Check hydrogen moles, you look for H, not for H2.

Check what is the mass of 0.00329 moles C, corrected moles of H and 0.0097 moles of O. Compare with the sample mass. Can you think about a way of finding amount of oxygen in the sample?
 
  • #3
Hows this look?

.145 g CO2 = .003295 Moles C = .0395 g
.05938 g H2O = .00659 Moles H = .0065 g

Grams oxygen = .0638 - .0395 - .0065 = .0178 g = .00106 moles oxygen

= C3H6O
 
  • #4
OK now.
 
  • #5


It seems like you are on the right track with your calculations, but there may be a calculation error or a missing piece of information. To find the empirical formula, you need to determine the ratio of each element present in the compound. In this case, we have 145.0 mg of CO2 and 59.38 mg of H2O.

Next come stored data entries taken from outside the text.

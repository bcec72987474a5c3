use std::path::PathBuf;

use anyhow::{Context, Result};
use cirrus_core::Pipeline;
use serde::{Deserialize, Serialize};

/// Server configuration
#[derive(Debug, Clone, Serialize, Deserialize)]
pub struct ServerConfig {
    /// Address to bind, `CIRRUS_ADDR`
    pub addr: String,
    /// Newline-delimited cardinal word list, `CIRRUS_DICTIONARY`.
    /// When unset the list compiled into cirrus-core is used.
    #[serde(default)]
    pub dictionary_path: Option<PathBuf>,
    /// Pause between streamed WebSocket events, `CIRRUS_WS_DELAY_MS`
    #[serde(default)]
    pub ws_event_delay_ms: u64,
}

impl Default for ServerConfig {
    fn default() -> Self {
        Self {
            addr: "0.0.0.0:3000".to_string(),
            dictionary_path: None,
            ws_event_delay_ms: 35,
        }
    }
}

impl ServerConfig {
    pub fn from_env() -> Self {
        let defaults = Self::default();
        Self {
            addr: std::env::var("CIRRUS_ADDR").unwrap_or(defaults.addr),
            dictionary_path: std::env::var_os("CIRRUS_DICTIONARY").map(PathBuf::from),
            ws_event_delay_ms: std::env::var("CIRRUS_WS_DELAY_MS")
                .ok()
                .and_then(|v| v.parse().ok())
                .unwrap_or(defaults.ws_event_delay_ms),
        }
    }

    /// Builds the pipeline from the configured word list.
    pub fn load_pipeline(&self) -> Result<Pipeline> {
        match &self.dictionary_path {
            Some(path) => {
                let content = std::fs::read_to_string(path)
                    .with_context(|| format!("reading dictionary {}", path.display()))?;
                Pipeline::from_word_list(&content)
                    .with_context(|| format!("loading dictionary {}", path.display()))
            }
            None => Pipeline::embedded().context("loading embedded dictionary"),
        }
    }
}

#[cfg(test)]
mod tests {
    use super::*;

    #[test]
    fn test_default_uses_embedded_dictionary() {
        let pipeline = ServerConfig::default().load_pipeline().unwrap();
        assert!(pipeline.dictionary().contains("dozen"));
    }

    #[test]
    fn test_missing_dictionary_file_is_an_error() {
        let config = ServerConfig {
            dictionary_path: Some(PathBuf::from("/nonexistent/cardinals.txt")),
            ..ServerConfig::default()
        };
        let err = config.load_pipeline().unwrap_err();
        assert!(err.to_string().contains("reading dictionary"));
    }
}
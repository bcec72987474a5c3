//! Errors raised by the recognizer.
//!
//! Per-token classification never fails: a token that no recognizer accepts is
//! reported as [`EntityKind::None`](crate::entity::EntityKind::None). Only
//! pipeline initialization and the all-or-nothing [`recognize_one`] entry point
//! can return an error.
//!
//! [`recognize_one`]: crate::pipeline::Pipeline::recognize_one

use thiserror::Error;

#[derive(Debug, Clone, PartialEq, Eq, Error)]
pub enum CirrusError {
    /// The cardinal word list contained no words once blank lines were dropped.
    #[error("cardinal dictionary is empty")]
    EmptyDictionary,

    /// The shared pipeline behind [`crate::recognize`] could not be built.
    #[error("dictionary unavailable: {0}")]
    DictionaryUnavailable(String),

    /// The whole input did not match any recognizer.
    #[error("couldn't determine meaning")]
    NoMeaning,
}

pub type Result<T> = std::result::Result<T, CirrusError>;
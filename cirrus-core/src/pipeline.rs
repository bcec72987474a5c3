//! # Classification Pipeline — Orchestrator with Observable Events
//!
//! The pipeline tokenizes the text and walks the tokens once, left to right,
//! running the recognizer chain on each token with the following token as
//! lookahead. It never backtracks: every token is classified exactly once.
//!
//! Besides the plain [`Pipeline::recognize`] call, the pipeline can push a
//! [`PipelineEvent`] for every step through an `mpsc` channel, so the web
//! server can stream progress to the browser.

use std::sync::mpsc;
use std::time::Instant;

use rayon::prelude::*;
use serde::{Deserialize, Serialize};
use tracing::debug;

use crate::dictionary::CardinalDictionary;
use crate::entity::{Entity, EntityKind};
use crate::error::{CirrusError, Result};
use crate::recognizers::{classify, Classification};
use crate::tokenizer::{tokenize, Token};

/// Events emitted while the pipeline runs.
///
/// Each variant carries what the UI needs to render one step.
#[derive(Debug, Clone, PartialEq, Serialize, Deserialize)]
#[serde(tag = "type", content = "data")]
pub enum PipelineEvent {
    /// **Step 1**: tokenization finished.
    TokenizationDone { tokens: Vec<Token>, total: usize },
    /// **Step 2**, once per token: the recognizer chain classified a token.
    TokenRecognized {
        token_index: usize,
        token_text: String,
        /// Name of the recognizer that matched, `"none"` for the fallback.
        recognizer: String,
        entities: Vec<Entity>,
    },
    /// **Done**: every entity, in input order.
    Done {
        entities: Vec<Entity>,
        total_tokens: usize,
        processing_ms: u64,
    },
}

/// The entity recognition pipeline.
///
/// Holds only read-only state, so one instance can serve any number of
/// threads at once.
#[derive(Debug)]
pub struct Pipeline {
    dictionary: CardinalDictionary,
}

impl Pipeline {
    pub fn new(dictionary: CardinalDictionary) -> Self {
        Self { dictionary }
    }

    /// Builds a pipeline from a newline-delimited cardinal word list.
    pub fn from_word_list(content: &str) -> Result<Self> {
        CardinalDictionary::from_word_list(content).map(Self::new)
    }

    /// Builds a pipeline from the word list compiled into the crate.
    pub fn embedded() -> Result<Self> {
        CardinalDictionary::embedded().map(Self::new)
    }

    pub fn dictionary(&self) -> &CardinalDictionary {
        &self.dictionary
    }

    /// Classifies every token of `text`. Never fails: tokens that match no
    /// recognizer come back as [`EntityKind::None`].
    pub fn recognize(&self, text: &str) -> Vec<Entity> {
        self.run(text, |_| {})
    }

    /// Like [`recognize`](Self::recognize), but pushes a [`PipelineEvent`] for each step into `tx`.
    ///
    /// # Event flow
    /// 1. `TokenizationDone`
    /// 2. `TokenRecognized` for each token, in order
    /// 3. `Done`
    ///
    /// A dropped receiver does not stop the pass.
    pub fn recognize_streaming(&self, text: &str, tx: mpsc::Sender<PipelineEvent>) {
        self.run(text, |event| {
            let _ = tx.send(event);
        });
    }

    /// Classifies independent texts in parallel. Output order matches input order.
    pub fn recognize_batch<T>(&self, texts: &[T]) -> Vec<Vec<Entity>>
    where
        T: AsRef<str> + Sync,
    {
        texts.par_iter().map(|text| self.recognize(text.as_ref())).collect()
    }

    /// Classifies the whole of `text` as a single unit, without tokenizing it.
    ///
    /// Fails with [`CirrusError::NoMeaning`] when no recognizer accepts it.
    /// Usually yields one entity; a currency amount yields two.
    pub fn recognize_one(&self, text: &str) -> Result<Vec<Entity>> {
        let token = Token {
            text: text.to_string(),
            start: 0,
            end: text.len(),
            index: 0,
        };
        match classify(&token, None, &self.dictionary) {
            Classification {
                recognizer: Some(_),
                entities,
            } => Ok(entities),
            Classification { recognizer: None, .. } => Err(CirrusError::NoMeaning),
        }
    }

    fn run(&self, text: &str, mut emit: impl FnMut(PipelineEvent)) -> Vec<Entity> {
        let start = Instant::now();

        // === Step 1: tokenization ===
        let tokens = tokenize(text);
        let total = tokens.len();
        emit(PipelineEvent::TokenizationDone {
            tokens: tokens.clone(),
            total,
        });

        // === Step 2: recognizer chain, one token of lookahead ===
        let mut entities = Vec::with_capacity(total);
        for (i, token) in tokens.iter().enumerate() {
            let Classification {
                recognizer,
                entities: found,
            } = classify(token, tokens.get(i + 1), &self.dictionary);

            emit(PipelineEvent::TokenRecognized {
                token_index: i,
                token_text: token.text.clone(),
                recognizer: recognizer.map_or(EntityKind::None.name(), |r| r.name()).to_string(),
                entities: found.clone(),
            });
            entities.extend(found);
        }

        let processing_ms = start.elapsed().as_millis() as u64;
        debug!(tokens = total, entities = entities.len(), processing_ms, "text recognized");

        emit(PipelineEvent::Done {
            entities: entities.clone(),
            total_tokens: total,
            processing_ms,
        });
        entities
    }
}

To find the moles of each element, we need to divide the mass of each compound by its molar mass. The molar mass of CO2 is 44 g/mol and the molar mass of H2O is 18 g/mol.

For carbon: 145.0 mg / 44 g/mol = 0.003295 moles
For hydrogen: 59.38 mg / 18 g/mol = 0.003299 moles
For oxygen: 145.0 mg / 44 g/mol + 59.38 mg / 18 g/mol = 0.0097 moles

Now, we need to find the smallest whole number ratio of these moles. This can be done by dividing each number by the smallest one, which in this case is 0.003295.

For carbon: 0.003295 / 0.003295 = 1
For hydrogen: 0.003299 / 0.003295 = 1.0012 (round to 1)
For oxygen: 0.0097 / 0.003295 = 2.946 (round to 3)

This gives us the empirical formula of CH3O. It is possible that there was a calculation error or a missing piece of information in the original problem, so it is always important to double check your work and make sure all necessary information is provided.
 

What is combustion analysis?

Combustion analysis is a laboratory technique used to determine the elemental composition of a substance. It involves burning a sample in a controlled environment and measuring the amount of carbon, hydrogen, and nitrogen present in the resulting combustion products.

Why is combustion analysis important?

Combustion analysis is important because it allows scientists to determine the chemical composition of a substance, which can provide valuable information about its properties and potential uses. It is commonly used in fields such as chemistry, environmental science, and materials science.

How is combustion analysis performed?

Combustion analysis is typically performed using a specialized instrument called a combustion analyzer. The sample is placed in a combustion chamber and heated to a high temperature in the presence of oxygen. The resulting combustion products are then analyzed using various techniques, such as gas chromatography or mass spectrometry.

What are the limitations of combustion analysis?

While combustion analysis is a useful technique, it does have some limitations. For example, it may not be able to accurately determine the composition of complex mixtures or substances that contain elements that are difficult to combust. Additionally, the accuracy of the results can be affected by factors such as incomplete combustion or sample contamination.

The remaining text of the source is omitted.